_Task statement_.
Out of the listing below, copy every line that carries the string "models".

_Data provided_.
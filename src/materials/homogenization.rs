//! Homogenization of a two-phase composite into orthotropic engineering moduli
//!
//! Two micromechanical models are supported:
//! - **Fiber**: rule of mixtures along the fibres, a Reuss-type series estimate
//!   with a Poisson-mismatch correction across them, transversely isotropic.
//! - **Polydisperse**: the generalized self-consistent scheme for cylindrical
//!   inclusions, transverse moduli back-solved from the plane-strain bulk and
//!   shear moduli.

use log::debug;

use super::{Constituent, EngineeringModuli, MaterialSpec, Topology};
use crate::error::{PlateError, PlateResult};
use crate::math::checked_div;

/// Effective engineering moduli of the composite described by `spec`
///
/// Both models are homogeneous of degree one in the constituent moduli, so
/// they are evaluated on moduli normalized by the stiffer phase and scaled
/// back. Degeneracy checks then see dimensionless denominators.
pub fn moduli(spec: &MaterialSpec) -> PlateResult<EngineeringModuli> {
    spec.validate()?;
    let scale = spec.inclusion.e.max(spec.matrix.e);
    let normalized = MaterialSpec {
        inclusion: Constituent::new(spec.inclusion.e / scale, spec.inclusion.nu),
        matrix: Constituent::new(spec.matrix.e / scale, spec.matrix.nu),
        ..spec.clone()
    };
    let m = match spec.topology {
        Topology::Fiber => fiber_moduli(&normalized)?,
        Topology::Polydisperse => polydisperse_moduli(&normalized)?,
    };
    let m = scaled(m, scale);
    ensure_finite(&m)?;
    debug!(
        "{} ({}): E1={:.6e} E2={:.6e} nu12={:.4} G12={:.6e}",
        spec.name, spec.topology, m.e1, m.e2, m.nu12, m.g12
    );
    Ok(m)
}

/// Effective engineering moduli from a textual topology name
///
/// Fails with `UnknownTopology` before any moduli are computed.
pub fn moduli_for(topology: &str, spec: &MaterialSpec) -> PlateResult<EngineeringModuli> {
    let topology: Topology = topology.parse()?;
    let spec = MaterialSpec {
        topology,
        ..spec.clone()
    };
    moduli(&spec)
}

fn degenerate(what: &str) -> impl FnOnce() -> PlateError + '_ {
    move || PlateError::DegenerateStiffness(format!("vanishing denominator in {what}"))
}

fn fiber_moduli(spec: &MaterialSpec) -> PlateResult<EngineeringModuli> {
    let (e_c, nu_c, g_c) = (spec.inclusion.e, spec.inclusion.nu, spec.concentration);
    let (e_r, nu_r, g_r) = (spec.matrix.e, spec.matrix.nu, spec.matrix_fraction());

    let e1 = e_c * g_c + e_r * g_r;

    let mismatch = nu_r / e_r - nu_c / e_c;
    let correction = checked_div(
        g_r * g_c * mismatch * mismatch,
        g_c / e_r + g_r / e_c,
        degenerate("fiber transverse modulus"),
    )?;
    let e2 = checked_div(
        1.0,
        g_c / e_c + g_r / e_r - correction,
        degenerate("fiber transverse modulus"),
    )?;

    let nu12 = nu_c * g_c + nu_r * g_r;
    let nu21 = checked_div(nu12 * e2, e1, degenerate("fiber reciprocal Poisson ratio"))?;

    let g12 = checked_div(
        1.0,
        2.0 * g_c * (1.0 + nu_c) / e_c + 2.0 * g_r * (1.0 + nu_r) / e_r,
        degenerate("fiber shear modulus"),
    )?;

    Ok(EngineeringModuli {
        e1,
        e2,
        e3: e2,
        nu12,
        nu21,
        nu13: nu12,
        nu23: nu12,
        g12,
        g13: g12,
        g23: g12,
    })
}

fn polydisperse_moduli(spec: &MaterialSpec) -> PlateResult<EngineeringModuli> {
    let (e_f, nu_f, g_f) = (spec.inclusion.e, spec.inclusion.nu, spec.concentration);
    let (e_m, nu_m, g_m) = (spec.matrix.e, spec.matrix.nu, spec.matrix_fraction());

    let k_f = spec.inclusion.bulk_modulus().ok_or_else(|| {
        PlateError::DegenerateStiffness("incompressible inclusion (nu = 0.5)".to_string())
    })?;
    let k_m = spec.matrix.bulk_modulus().ok_or_else(|| {
        PlateError::DegenerateStiffness("incompressible matrix (nu = 0.5)".to_string())
    })?;
    let gs_f = spec.inclusion.shear_modulus();
    let gs_m = spec.matrix.shear_modulus();

    // Plane-strain bulk moduli k + G/3
    let kp_f = k_f + gs_f / 3.0;
    let kp_m = k_m + gs_m / 3.0;

    let l = g_m * gs_m / kp_f + g_f * gs_m / kp_m + 1.0;
    let dnu = nu_f - nu_m;

    let e1 = g_f * e_f
        + g_m * e_m
        + checked_div(4.0 * g_f * g_m * dnu * dnu * gs_m, l, degenerate("axial modulus"))?;
    let nu12 = g_m * nu_m
        + g_f * nu_f
        + checked_div(
            g_f * g_m * dnu * (gs_m / kp_m - gs_m / kp_f),
            l,
            degenerate("axial Poisson ratio"),
        )?;

    // g_f / (1/a + g_m/b) written as g_f a b / (b + g_m a) so a = 0 gives the exact limit
    let a = k_f - k_m + 4.0 * (gs_f - gs_m) / 3.0;
    let b = k_m + 4.0 * gs_m / 3.0;
    let k23 = kp_m + checked_div(g_f * a * b, b + g_m * a, degenerate("transverse bulk modulus"))?;

    let g12 = checked_div(
        gs_m * (gs_f * (1.0 + g_f) + gs_m * g_m),
        gs_f * g_m + gs_m * (1.0 + g_f),
        degenerate("axial shear modulus"),
    )?;

    // Same rewrite for g_f / (1/(G_f - G_m) + c)
    let dg = gs_f - gs_m;
    let c = checked_div(
        g_m * (kp_m + 2.0 * gs_m),
        2.0 * gs_m * (kp_m + gs_m),
        degenerate("transverse shear modulus"),
    )?;
    let g23 = gs_m + checked_div(g_f * dg, 1.0 + c * dg, degenerate("transverse shear modulus"))?;

    let coupling = checked_div(
        4.0 * nu12 * nu12 * g23 * k23,
        e1,
        degenerate("transverse modulus"),
    )?;
    let t = k23 + g23 + coupling;
    let e2 = checked_div(4.0 * g23 * k23, t, degenerate("transverse modulus"))?;
    let nu23 = checked_div(k23 - g23 - coupling, t, degenerate("transverse Poisson ratio"))?;
    let nu21 = checked_div(nu12 * e2, e1, degenerate("reciprocal Poisson ratio"))?;

    Ok(EngineeringModuli {
        e1,
        e2,
        e3: e2,
        nu12,
        nu21,
        nu13: nu12,
        nu23,
        g12,
        g13: g12,
        g23,
    })
}

fn scaled(m: EngineeringModuli, scale: f64) -> EngineeringModuli {
    EngineeringModuli {
        e1: m.e1 * scale,
        e2: m.e2 * scale,
        e3: m.e3 * scale,
        g12: m.g12 * scale,
        g13: m.g13 * scale,
        g23: m.g23 * scale,
        ..m
    }
}

fn ensure_finite(m: &EngineeringModuli) -> PlateResult<()> {
    let values = [
        m.e1, m.e2, m.e3, m.nu12, m.nu21, m.nu13, m.nu23, m.g12, m.g13, m.g23,
    ];
    if values.iter().all(|v| v.is_finite()) {
        Ok(())
    } else {
        Err(PlateError::DegenerateStiffness(
            "homogenized moduli are not finite".to_string(),
        ))
    }
}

_Result_.
//! Two micromechanical models are supported:
/// Both models are homogeneous of degree one in the constituent moduli, so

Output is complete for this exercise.